> **Input data**
<<<<
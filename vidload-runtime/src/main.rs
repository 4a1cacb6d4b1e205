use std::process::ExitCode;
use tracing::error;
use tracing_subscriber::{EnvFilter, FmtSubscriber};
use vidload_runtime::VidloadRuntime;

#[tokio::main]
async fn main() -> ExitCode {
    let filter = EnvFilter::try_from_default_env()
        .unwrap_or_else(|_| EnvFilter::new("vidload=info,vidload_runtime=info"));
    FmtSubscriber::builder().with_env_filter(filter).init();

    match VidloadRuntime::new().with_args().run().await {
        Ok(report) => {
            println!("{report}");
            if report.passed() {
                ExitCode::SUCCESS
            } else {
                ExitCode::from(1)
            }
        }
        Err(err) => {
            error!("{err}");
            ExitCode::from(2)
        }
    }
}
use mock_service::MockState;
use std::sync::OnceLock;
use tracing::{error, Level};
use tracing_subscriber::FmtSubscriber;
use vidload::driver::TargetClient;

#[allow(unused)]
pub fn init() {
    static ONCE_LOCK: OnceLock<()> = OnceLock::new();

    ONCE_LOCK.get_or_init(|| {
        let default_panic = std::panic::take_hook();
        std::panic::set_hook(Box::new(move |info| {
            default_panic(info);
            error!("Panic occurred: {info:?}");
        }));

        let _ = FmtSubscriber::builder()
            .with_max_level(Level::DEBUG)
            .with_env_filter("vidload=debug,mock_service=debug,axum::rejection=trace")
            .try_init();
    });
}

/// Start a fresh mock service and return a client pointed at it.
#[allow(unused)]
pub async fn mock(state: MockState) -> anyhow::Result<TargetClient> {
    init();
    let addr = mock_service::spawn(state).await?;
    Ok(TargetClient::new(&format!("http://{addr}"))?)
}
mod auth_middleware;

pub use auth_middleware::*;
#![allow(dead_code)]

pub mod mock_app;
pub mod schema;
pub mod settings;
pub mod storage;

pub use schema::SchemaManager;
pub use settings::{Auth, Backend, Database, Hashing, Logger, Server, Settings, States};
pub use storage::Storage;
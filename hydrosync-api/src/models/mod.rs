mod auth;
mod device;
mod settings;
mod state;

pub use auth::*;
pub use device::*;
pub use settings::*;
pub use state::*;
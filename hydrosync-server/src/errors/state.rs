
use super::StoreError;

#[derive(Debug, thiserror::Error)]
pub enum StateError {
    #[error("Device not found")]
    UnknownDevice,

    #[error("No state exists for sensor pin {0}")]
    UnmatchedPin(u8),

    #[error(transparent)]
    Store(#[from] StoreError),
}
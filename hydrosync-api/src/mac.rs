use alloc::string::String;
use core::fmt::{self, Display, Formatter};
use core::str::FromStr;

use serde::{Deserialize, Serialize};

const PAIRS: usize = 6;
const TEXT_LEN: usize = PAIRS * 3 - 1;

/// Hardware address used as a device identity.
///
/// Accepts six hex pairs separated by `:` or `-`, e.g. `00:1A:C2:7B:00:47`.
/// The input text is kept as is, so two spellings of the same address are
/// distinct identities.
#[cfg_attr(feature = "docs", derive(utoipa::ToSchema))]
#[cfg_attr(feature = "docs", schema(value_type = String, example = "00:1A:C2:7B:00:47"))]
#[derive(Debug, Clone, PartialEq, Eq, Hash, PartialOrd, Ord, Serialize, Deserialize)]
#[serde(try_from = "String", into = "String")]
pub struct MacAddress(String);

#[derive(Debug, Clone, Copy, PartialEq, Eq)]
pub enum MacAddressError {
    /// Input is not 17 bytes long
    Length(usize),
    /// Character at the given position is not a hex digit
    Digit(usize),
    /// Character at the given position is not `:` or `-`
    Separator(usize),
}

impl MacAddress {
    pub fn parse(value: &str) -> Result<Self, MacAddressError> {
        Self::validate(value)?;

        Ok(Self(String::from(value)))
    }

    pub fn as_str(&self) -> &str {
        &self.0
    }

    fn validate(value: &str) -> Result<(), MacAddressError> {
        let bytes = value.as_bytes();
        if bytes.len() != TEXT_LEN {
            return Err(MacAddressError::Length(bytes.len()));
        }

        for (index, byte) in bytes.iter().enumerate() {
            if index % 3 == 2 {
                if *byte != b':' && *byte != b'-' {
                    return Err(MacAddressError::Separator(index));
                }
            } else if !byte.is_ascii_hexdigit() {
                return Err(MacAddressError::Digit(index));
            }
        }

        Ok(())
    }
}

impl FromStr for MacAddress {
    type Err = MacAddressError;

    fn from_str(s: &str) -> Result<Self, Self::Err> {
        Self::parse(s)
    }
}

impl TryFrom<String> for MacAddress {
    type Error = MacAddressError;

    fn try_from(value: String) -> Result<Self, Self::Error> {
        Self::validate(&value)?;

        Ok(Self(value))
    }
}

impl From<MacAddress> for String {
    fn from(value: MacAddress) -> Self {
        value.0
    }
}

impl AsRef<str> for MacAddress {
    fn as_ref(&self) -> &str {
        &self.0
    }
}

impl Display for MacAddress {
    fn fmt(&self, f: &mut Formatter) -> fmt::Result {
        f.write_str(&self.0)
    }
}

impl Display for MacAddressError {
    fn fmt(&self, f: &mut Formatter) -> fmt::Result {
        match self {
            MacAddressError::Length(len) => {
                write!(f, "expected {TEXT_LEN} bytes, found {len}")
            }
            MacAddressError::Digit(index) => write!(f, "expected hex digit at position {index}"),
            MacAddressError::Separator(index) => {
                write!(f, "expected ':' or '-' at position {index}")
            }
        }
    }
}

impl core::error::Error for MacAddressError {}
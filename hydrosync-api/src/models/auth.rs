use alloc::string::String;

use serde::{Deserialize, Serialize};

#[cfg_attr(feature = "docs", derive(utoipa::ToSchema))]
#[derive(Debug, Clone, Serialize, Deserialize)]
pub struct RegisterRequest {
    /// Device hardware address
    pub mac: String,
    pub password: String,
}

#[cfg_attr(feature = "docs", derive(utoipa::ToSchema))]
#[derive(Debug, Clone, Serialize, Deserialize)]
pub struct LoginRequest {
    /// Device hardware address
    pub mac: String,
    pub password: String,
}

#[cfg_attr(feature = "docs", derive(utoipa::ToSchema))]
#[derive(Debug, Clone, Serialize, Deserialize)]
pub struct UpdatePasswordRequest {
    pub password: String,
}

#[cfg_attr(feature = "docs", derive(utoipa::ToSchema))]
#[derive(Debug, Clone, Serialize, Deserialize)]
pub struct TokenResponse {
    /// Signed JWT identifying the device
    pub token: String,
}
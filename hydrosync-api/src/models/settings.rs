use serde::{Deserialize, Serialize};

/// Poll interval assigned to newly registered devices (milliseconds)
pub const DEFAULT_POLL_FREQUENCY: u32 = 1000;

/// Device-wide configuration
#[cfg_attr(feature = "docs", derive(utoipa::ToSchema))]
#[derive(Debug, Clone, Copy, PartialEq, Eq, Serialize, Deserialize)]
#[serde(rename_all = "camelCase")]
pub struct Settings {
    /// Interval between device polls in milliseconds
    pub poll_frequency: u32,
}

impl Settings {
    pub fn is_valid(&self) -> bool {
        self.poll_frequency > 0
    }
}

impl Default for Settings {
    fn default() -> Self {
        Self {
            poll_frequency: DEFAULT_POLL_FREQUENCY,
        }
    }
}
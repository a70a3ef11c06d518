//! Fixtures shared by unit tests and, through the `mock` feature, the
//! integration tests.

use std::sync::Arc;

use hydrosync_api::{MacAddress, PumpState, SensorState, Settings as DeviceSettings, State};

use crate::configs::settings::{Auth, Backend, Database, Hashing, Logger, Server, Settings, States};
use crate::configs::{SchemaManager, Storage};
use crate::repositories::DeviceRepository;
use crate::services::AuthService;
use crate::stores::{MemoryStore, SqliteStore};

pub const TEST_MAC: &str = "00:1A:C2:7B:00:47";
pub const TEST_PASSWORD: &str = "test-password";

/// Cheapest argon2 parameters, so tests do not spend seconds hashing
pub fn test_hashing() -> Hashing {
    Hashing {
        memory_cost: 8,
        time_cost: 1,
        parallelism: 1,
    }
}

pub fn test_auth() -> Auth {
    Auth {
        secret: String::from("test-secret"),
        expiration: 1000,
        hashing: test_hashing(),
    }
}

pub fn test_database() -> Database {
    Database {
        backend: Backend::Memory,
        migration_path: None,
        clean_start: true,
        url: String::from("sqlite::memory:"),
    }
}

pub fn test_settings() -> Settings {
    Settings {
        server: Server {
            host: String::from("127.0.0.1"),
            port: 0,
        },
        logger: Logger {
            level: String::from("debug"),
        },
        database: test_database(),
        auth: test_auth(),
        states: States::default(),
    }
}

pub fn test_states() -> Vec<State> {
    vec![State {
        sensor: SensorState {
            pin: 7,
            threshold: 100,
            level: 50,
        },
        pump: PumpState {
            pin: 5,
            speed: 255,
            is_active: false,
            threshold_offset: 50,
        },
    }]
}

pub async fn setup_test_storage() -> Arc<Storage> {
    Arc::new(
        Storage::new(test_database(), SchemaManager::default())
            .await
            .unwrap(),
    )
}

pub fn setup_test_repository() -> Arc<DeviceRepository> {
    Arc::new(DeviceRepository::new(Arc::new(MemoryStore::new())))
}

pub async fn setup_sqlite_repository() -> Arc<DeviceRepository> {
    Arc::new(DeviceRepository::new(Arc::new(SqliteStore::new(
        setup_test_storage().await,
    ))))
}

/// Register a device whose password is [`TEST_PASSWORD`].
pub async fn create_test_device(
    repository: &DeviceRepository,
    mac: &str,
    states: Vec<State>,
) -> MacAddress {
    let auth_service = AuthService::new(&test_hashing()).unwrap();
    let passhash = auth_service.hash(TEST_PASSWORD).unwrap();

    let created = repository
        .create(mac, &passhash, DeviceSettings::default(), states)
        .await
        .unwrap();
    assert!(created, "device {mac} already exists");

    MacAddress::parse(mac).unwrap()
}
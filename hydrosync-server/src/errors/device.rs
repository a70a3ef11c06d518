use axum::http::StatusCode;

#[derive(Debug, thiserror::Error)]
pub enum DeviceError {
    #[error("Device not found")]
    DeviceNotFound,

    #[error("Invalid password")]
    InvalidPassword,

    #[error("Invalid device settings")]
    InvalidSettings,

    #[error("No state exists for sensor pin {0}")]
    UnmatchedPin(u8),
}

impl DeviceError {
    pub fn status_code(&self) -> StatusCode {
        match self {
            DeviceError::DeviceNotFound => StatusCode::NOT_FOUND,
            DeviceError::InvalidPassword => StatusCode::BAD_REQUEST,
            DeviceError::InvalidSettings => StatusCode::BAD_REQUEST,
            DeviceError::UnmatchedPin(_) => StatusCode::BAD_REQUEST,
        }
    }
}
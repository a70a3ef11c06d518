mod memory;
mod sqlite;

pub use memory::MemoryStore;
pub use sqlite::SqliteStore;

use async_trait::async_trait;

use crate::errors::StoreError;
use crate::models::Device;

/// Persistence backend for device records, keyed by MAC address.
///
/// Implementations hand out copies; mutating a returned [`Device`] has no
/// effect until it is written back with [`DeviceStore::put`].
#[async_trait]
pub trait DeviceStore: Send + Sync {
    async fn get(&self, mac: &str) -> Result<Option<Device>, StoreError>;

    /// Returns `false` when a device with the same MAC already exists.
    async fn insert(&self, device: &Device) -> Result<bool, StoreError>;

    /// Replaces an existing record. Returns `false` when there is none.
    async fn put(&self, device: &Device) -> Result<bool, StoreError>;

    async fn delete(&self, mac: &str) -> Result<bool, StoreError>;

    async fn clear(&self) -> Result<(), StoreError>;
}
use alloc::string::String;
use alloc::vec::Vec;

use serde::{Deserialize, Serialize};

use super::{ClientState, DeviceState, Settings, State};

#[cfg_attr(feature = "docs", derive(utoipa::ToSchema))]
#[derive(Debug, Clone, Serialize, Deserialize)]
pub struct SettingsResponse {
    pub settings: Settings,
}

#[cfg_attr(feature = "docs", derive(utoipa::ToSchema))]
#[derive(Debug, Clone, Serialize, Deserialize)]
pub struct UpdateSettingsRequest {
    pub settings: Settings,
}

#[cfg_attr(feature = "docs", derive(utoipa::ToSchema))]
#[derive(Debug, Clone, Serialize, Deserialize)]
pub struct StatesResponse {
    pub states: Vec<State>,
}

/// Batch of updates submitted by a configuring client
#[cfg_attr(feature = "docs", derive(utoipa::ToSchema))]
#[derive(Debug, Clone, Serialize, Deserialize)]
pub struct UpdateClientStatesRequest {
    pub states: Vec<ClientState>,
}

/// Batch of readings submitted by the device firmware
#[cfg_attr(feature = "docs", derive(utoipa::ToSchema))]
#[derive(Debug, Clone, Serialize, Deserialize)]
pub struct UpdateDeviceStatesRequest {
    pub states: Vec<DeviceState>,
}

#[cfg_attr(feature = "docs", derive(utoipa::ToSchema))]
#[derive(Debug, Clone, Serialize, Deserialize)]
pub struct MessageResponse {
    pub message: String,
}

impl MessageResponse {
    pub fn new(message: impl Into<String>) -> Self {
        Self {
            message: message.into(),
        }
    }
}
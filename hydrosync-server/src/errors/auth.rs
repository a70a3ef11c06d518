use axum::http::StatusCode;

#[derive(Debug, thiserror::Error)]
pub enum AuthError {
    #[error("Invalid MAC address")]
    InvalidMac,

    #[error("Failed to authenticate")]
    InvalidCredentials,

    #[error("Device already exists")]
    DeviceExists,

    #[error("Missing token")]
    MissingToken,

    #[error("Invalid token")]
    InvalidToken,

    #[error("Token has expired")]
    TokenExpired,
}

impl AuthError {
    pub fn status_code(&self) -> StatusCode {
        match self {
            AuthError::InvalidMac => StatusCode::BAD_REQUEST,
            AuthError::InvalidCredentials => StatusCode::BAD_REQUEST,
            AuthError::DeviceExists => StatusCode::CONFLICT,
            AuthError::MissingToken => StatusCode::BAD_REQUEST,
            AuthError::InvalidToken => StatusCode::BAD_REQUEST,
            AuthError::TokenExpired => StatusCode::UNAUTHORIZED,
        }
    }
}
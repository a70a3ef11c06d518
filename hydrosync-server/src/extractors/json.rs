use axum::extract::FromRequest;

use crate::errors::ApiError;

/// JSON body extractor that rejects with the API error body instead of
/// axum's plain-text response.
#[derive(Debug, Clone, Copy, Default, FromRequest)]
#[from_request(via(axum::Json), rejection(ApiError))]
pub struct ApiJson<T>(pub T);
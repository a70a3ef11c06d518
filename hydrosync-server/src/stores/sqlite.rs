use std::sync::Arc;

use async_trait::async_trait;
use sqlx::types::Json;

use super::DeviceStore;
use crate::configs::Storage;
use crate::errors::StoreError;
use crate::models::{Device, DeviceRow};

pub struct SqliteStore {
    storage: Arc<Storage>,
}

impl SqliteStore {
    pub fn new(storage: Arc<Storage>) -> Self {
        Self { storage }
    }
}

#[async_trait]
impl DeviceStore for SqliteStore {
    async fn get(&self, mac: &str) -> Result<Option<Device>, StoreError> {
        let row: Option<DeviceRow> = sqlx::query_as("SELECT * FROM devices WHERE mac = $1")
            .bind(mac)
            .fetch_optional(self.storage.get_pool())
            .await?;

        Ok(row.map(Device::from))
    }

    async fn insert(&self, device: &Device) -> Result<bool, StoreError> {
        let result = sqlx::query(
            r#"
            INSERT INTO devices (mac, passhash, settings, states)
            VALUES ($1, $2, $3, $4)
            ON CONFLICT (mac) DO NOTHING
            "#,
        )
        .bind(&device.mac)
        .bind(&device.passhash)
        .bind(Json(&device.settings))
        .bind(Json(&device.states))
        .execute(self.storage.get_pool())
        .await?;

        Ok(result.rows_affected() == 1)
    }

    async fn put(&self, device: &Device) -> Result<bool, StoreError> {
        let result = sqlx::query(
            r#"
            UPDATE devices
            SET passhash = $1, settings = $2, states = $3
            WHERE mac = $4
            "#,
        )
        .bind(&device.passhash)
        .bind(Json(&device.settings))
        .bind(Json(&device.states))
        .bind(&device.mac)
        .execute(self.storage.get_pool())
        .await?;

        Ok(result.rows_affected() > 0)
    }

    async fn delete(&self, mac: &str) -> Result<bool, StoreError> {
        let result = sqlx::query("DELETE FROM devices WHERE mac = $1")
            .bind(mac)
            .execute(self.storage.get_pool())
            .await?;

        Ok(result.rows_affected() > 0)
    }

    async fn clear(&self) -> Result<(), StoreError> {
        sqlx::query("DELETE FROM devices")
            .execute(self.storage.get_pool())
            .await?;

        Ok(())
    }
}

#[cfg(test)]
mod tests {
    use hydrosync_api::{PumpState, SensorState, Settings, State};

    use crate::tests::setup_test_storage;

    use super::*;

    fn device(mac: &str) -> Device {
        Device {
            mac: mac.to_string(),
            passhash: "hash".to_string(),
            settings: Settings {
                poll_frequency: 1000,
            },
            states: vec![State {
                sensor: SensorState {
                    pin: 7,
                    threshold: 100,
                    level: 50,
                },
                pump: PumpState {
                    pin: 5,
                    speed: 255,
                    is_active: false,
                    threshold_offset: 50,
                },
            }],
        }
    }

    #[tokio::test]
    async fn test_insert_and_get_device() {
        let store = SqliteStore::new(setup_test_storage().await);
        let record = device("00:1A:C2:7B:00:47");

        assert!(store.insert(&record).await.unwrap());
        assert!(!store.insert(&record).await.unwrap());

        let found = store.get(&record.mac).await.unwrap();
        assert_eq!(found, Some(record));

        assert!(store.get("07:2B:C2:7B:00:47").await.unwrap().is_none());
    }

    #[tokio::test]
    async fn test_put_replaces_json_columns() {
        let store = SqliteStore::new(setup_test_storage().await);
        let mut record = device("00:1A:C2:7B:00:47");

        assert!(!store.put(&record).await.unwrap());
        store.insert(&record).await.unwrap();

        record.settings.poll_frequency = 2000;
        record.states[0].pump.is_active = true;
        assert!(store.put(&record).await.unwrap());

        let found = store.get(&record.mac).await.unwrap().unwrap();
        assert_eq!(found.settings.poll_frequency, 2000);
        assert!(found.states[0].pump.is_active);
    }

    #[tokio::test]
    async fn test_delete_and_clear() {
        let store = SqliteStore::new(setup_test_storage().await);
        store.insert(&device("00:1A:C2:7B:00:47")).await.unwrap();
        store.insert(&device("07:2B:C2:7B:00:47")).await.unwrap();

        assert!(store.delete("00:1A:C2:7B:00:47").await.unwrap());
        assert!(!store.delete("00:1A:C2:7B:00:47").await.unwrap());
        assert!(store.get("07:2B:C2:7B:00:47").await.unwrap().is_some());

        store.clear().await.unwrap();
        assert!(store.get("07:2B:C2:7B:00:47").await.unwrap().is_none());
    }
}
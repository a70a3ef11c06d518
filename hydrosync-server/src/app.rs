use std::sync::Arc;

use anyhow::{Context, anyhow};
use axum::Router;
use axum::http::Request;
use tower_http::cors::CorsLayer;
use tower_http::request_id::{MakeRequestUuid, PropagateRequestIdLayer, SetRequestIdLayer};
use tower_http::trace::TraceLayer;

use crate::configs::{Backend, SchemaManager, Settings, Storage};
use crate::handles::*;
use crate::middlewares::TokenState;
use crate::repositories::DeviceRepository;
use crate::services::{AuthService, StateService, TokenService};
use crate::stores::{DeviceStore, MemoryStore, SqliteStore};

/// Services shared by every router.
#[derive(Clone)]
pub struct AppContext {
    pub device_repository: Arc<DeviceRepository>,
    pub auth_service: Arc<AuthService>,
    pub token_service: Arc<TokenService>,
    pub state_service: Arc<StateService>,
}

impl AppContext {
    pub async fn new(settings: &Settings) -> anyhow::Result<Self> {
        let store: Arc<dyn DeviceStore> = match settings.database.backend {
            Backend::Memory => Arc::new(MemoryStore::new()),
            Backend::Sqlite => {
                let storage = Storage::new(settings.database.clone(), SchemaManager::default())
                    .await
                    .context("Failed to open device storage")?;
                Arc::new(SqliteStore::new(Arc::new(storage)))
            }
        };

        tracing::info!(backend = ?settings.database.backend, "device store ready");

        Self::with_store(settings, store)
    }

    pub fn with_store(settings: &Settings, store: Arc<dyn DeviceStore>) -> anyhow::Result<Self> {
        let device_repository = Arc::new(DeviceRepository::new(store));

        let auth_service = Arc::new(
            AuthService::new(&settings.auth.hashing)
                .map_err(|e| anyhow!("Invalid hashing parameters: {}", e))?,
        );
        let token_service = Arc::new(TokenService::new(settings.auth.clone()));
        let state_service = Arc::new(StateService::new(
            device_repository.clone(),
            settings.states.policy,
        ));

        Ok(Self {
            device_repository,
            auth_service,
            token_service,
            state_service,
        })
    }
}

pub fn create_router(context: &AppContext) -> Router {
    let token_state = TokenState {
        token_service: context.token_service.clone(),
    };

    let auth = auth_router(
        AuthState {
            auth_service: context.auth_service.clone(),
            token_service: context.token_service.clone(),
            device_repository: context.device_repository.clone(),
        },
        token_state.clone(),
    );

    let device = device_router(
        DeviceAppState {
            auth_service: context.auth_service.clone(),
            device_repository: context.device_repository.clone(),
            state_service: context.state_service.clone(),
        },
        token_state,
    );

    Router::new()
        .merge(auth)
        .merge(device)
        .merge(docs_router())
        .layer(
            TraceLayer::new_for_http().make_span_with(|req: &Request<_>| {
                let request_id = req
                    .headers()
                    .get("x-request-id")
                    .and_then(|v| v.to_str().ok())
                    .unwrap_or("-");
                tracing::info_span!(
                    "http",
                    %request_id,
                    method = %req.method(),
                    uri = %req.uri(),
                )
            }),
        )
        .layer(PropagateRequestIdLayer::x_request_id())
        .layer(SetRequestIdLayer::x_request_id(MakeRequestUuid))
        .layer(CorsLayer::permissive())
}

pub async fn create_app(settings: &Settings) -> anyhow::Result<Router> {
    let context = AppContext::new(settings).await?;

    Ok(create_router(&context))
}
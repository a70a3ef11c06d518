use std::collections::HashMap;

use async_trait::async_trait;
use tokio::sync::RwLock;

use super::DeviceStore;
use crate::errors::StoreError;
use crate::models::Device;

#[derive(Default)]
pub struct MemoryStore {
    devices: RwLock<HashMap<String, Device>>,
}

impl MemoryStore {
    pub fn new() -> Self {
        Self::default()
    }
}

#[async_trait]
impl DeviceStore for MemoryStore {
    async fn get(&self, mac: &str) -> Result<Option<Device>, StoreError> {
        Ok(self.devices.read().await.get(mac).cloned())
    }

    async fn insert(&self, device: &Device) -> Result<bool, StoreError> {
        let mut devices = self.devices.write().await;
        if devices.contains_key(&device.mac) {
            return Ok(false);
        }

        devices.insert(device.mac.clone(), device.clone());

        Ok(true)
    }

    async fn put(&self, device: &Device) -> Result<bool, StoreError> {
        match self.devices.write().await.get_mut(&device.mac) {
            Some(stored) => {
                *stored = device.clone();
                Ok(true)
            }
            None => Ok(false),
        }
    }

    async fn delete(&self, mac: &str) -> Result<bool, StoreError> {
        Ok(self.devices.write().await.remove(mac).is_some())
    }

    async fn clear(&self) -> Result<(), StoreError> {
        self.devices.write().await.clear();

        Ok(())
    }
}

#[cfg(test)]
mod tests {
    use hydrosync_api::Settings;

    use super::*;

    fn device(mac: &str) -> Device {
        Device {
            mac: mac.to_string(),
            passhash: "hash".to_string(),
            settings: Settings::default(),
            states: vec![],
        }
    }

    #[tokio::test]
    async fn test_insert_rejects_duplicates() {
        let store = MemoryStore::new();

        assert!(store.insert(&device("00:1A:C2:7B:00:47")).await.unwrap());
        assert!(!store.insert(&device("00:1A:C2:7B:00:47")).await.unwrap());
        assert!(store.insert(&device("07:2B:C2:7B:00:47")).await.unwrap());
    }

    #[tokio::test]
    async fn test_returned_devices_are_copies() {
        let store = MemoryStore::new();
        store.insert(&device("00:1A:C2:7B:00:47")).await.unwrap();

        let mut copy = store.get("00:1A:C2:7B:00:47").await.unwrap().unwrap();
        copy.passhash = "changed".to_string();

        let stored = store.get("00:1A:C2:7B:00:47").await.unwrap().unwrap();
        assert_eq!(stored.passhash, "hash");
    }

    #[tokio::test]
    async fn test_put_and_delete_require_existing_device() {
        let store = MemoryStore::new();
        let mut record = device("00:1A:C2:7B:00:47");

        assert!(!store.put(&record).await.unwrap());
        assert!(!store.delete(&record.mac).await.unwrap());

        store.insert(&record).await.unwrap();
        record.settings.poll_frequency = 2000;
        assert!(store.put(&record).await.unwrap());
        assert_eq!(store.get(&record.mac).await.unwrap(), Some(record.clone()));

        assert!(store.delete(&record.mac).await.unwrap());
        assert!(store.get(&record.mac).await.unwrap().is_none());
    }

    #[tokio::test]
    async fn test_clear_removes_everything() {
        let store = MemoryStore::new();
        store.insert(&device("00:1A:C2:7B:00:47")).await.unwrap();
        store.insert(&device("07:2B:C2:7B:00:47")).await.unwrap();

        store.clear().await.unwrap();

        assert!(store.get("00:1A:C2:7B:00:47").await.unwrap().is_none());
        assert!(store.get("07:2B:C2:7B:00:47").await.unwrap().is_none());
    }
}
>>>>
> **Requirement**
Give the number of lines in the entries that include the string "FromStr", and nothing else.

> **Answer for the task**
2